- Born: 10 May 1895 Newark, New Jersey
- Died: 18 March 1964 (aged 68) Chicago, Illinois
- Resting place: Victoria Lawn Cemetery, St Catharines
- Occupation: Executive
- Known for: Development of Baie-Comeau, Quebec

= Arthur A. Schmon =

Canadian industrialist

Arthur Albert Schmon (10 May 1895 – 18 March 1964) was an American-born executive who became a leading figure in the paper industry of Ontario and Quebec.
He oversaw construction of the first power plant and paper mill in Baie-Comeau, Quebec.
He also played a central role in founding Brock University in St. Catharines, Ontario, where he made his home.

==Early years==

Arthur Albert Schmon was born on 10 May 1895 in Newark, New Jersey.
He was the son of German immigrants, Peter Schmon, a baker, and Wilhelmina (Minnie) Schaefer.
He studied at Barringer High School in Newark, where he became class president, and where he met Eleanore Celeste Reynolds, whom he would marry in August 1919.
He went on to Princeton University, New Jersey, where he studied English Literature.
He graduated from Princeton in 1917 with a B.A. degree.

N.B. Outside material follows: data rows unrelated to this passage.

//! Cuentas de usuario y tokens de verificación de email

use chrono::{DateTime, Utc};
use serde::{Deserialize, Serialize};

#[derive(Debug, Clone, Copy, PartialEq, Eq, Serialize, Deserialize)]
#[serde(rename_all = "snake_case")]
pub enum UserRole {
    User,
    Admin,
}

#[derive(Debug, Clone, Serialize, Deserialize)]
#[serde(rename_all = "camelCase")]
pub struct User {
    pub email: String,
    /// Hash bcrypt, nunca se expone en respuestas.
    #[serde(skip_serializing)]
    pub password_hash: String,
    pub role: UserRole,
    pub verified: bool,
    pub created_at: DateTime<Utc>,
}

#[derive(Debug, Clone, Serialize, Deserialize)]
#[serde(rename_all = "camelCase")]
pub struct VerificationToken {
    pub token: String,
    pub email: String,
    pub expires_at: DateTime<Utc>,
}

impl VerificationToken {
    pub fn is_expired(&self) -> bool {
        Utc::now() > self.expires_at
    }
}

Upon graduation, Schmon moved to artillery-training in France in July 1917, where, as a second lieutenant in the US Army First Infantry Division, he met Major (later Colonel) Robert R. McCormick (1880–1955), owner of the Chicago Tribune.
McCormick was struck by his initiative and promoted him to regimental adjutant.

Schmon came to McCormick's attention in January 1918, when McCormick needed a person to lead a patrol along the road ahead: "Some fellows were making bread pills, some were looking at their plates and some were just looking around. I just saw one pair of dark eyes looking at me and said ‘What is your name?’ ‘Second Lieutenant Schmon, sir.’ ‘You take the patrol.’ That marked him out for me.”
The young second lieutenant must have impressed McCormick with his coolness under stress. This cool, almost laconic attitude is illustrated in Schmon's war-time diary, and is quoted in Wiegman's book. “The major and I made a reconnaissance of the front lines. The Germans saw us walking along the road and landed a few shells near us. .....[O]n the way back the Germans shelled Rocquencourt. A fragment of shell landed about a foot away from us.”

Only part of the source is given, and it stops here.